[EL] Curious double election law issues in investigation of IRS targeting

Scarberry, Mark Mark.Scarberry at pepperdine.edu
Fri Jan 10 11:56:53 PST 2014


Legally mandated campaign contribution disclosures reveal that the DOJ Civil Rights Division attorney tasked with investigating the IRS targeting of certain 501(c)(4) applicants made multiple contributions to the Obama campaigns and the DNC. Thus, there are allegations of bias and conflict of interest.

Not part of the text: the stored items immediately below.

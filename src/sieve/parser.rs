/// Top-level parse driver.
///
/// The driver repeatedly probes the registry for the next top-level
/// construct, lets it consume its prefix and appends it to the element
/// list. Parsing is `Parsing` until the input is exhausted (`Done`) or no
/// rule accepts what remains (`Failed`). There is no recovery after a
/// failure; the elements appended before it stay available.
use crate::sieve::ast::{Context, Node};
use crate::sieve::error::{Error, Result};
use crate::sieve::lexer::Input;

/// Categories probed for each top-level or block element, in order.
pub const COMMAND_CATEGORIES: &[&str] = &["whitespace", "control", "action"];

#[derive(Debug, Clone, Copy, PartialEq, Eq)]
pub enum ParseState {
    Parsing,
    Done,
    Failed,
}

pub struct Driver<'d, 'a> {
    cx: Context<'d>,
    input: Input<'a>,
    elements: Vec<Box<dyn Node>>,
    state: ParseState,
    error: Option<Error>,
}

impl<'d, 'a> Driver<'d, 'a> {
    pub fn new(cx: Context<'d>, text: &'a str) -> Self {
        Self {
            cx,
            input: Input::new(text),
            elements: Vec::new(),
            state: ParseState::Parsing,
            error: None,
        }
    }

    pub fn state(&self) -> ParseState {
        self.state
    }

    /// Byte offset of the cursor.
    pub fn offset(&self) -> usize {
        self.input.offset()
    }

    pub fn elements(&self) -> &[Box<dyn Node>] {
        &self.elements
    }

    /// Parses one element. Does nothing once a terminal state is reached.
    pub fn step(&mut self) -> ParseState {
        if self.state != ParseState::Parsing {
            return self.state;
        }
        if self.input.is_empty() {
            self.state = ParseState::Done;
            return self.state;
        }
        match parse_element(&mut self.cx, self.input) {
            Ok((node, rest)) => {
                self.elements.push(node);
                self.input = rest;
            }
            Err(err) => {
                tracing::debug!(error = %err, "parse failed");
                self.error = Some(err);
                self.state = ParseState::Failed;
            }
        }
        self.state
    }

    /// Steps until a terminal state.
    pub fn run(&mut self) -> ParseState {
        while self.step() == ParseState::Parsing {}
        if self.state == ParseState::Done {
            tracing::debug!(elements = self.elements.len(), "parse finished");
        }
        self.state
    }

    /// The parsed elements and the failure, if parsing failed.
    pub fn finish(self) -> (Vec<Box<dyn Node>>, Option<Error>) {
        (self.elements, self.error)
    }
}

/// One command or whitespace run. A construct that consumes nothing is
/// reported as a syntax error rather than looping.
fn parse_element<'a>(cx: &mut Context<'_>, input: Input<'a>) -> Result<(Box<dyn Node>, Input<'a>)> {
    let (node, rest) = cx.parse_required(COMMAND_CATEGORIES, input, "command")?;
    if rest.offset() == input.offset() {
        return Err(input.error("command").into());
    }
    Ok((node, rest))
}

/// Parses elements until the input ends or `close` is next. The closing
/// character is left for the caller.
pub fn parse_elements<'a>(
    cx: &mut Context<'_>,
    mut input: Input<'a>,
    close: Option<char>,
) -> Result<(Vec<Box<dyn Node>>, Input<'a>)> {
    let mut elements = Vec::new();
    while !input.is_empty() {
        if close.is_some_and(|c| input.rest().starts_with(c)) {
            break;
        }
        let (node, rest) = parse_element(cx, input)?;
        elements.push(node);
        input = rest;
    }
    Ok((elements, input))
}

See, for example, http://www.washingtonpost.com/blogs/federal-eye/wp/2014/01/09/obama-political-donor-leading-justice-departments-irs-investigation/, and the letter from Representatives Issa and Jordan to Attorney General Holder, http://oversight.house.gov/wp-content/uploads/2014/01/2014-01-08-DEI-Jordan-to-Holder-DOJ-IRS-tax-exempt-applicants.pdf. Yet we are told (in the same Wash. Post article) that the Justice Department could not take such contributions into account in deciding whether to assign that task to her:
"It is contrary to department policy and a prohibited personnel practice under federal law to consider the political affiliation of career employees or other non-merit factors in making personnel decisions," DOJ spokeswoman Dena Iverson said in a statement. "Additionally, removing a career employee from an investigation or case due to political affiliation, as Chairmen Issa and Jordan have requested, could also violate the equal opportunity policy and the law."

Is the government actually prohibited from reviewing campaign contribution disclosures in this way, or taking into account the appearance of bias or conflict of interest potentially revealed by such disclosures, when the investigation is politically charged? What might this tell us about the propriety (pro or con) of requiring disclosure of contributions by government officials or others?

Just to make clear, I don't know anything about the attorney (Barbara Bosserman), other than what I've read in the press, and am not accusing her of bias in this matter.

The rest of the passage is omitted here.